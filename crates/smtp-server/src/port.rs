use crate::error::ServerError;
use std::net::TcpListener;
use tracing::{info, warn};

/// Consecutive ports tried before giving up.
pub const PORT_SEARCH_WINDOW: u16 = 100;

/// Finds the first port in `start..start + window` that `host` can bind.
///
/// Each candidate is bound and released right away; nothing is held.
/// Port 0 asks the OS for any free port.
pub fn find_available_port(host: &str, start: u16, window: u16) -> Result<u16, ServerError> {
    if window == 0 {
        return Err(ServerError::NoPortAvailable { start, end: start });
    }
    let end = start.saturating_add(window - 1);

    for port in start..=end {
        match TcpListener::bind((host, port)) {
            Ok(probe) => {
                let port = probe.local_addr()?.port();
                info!("Found available port: {}", port);
                return Ok(port);
            }
            Err(e) => warn!("Port {} in use or unavailable: {}", port, e),
        }
    }

    Err(ServerError::NoPortAvailable { start, end })
}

What this task involves >> Among the records above, which lines hold the word "info"? Copy each one.

Result for this exercise >>
use tracing::{info, warn};
                info!("Found available port: {}", port);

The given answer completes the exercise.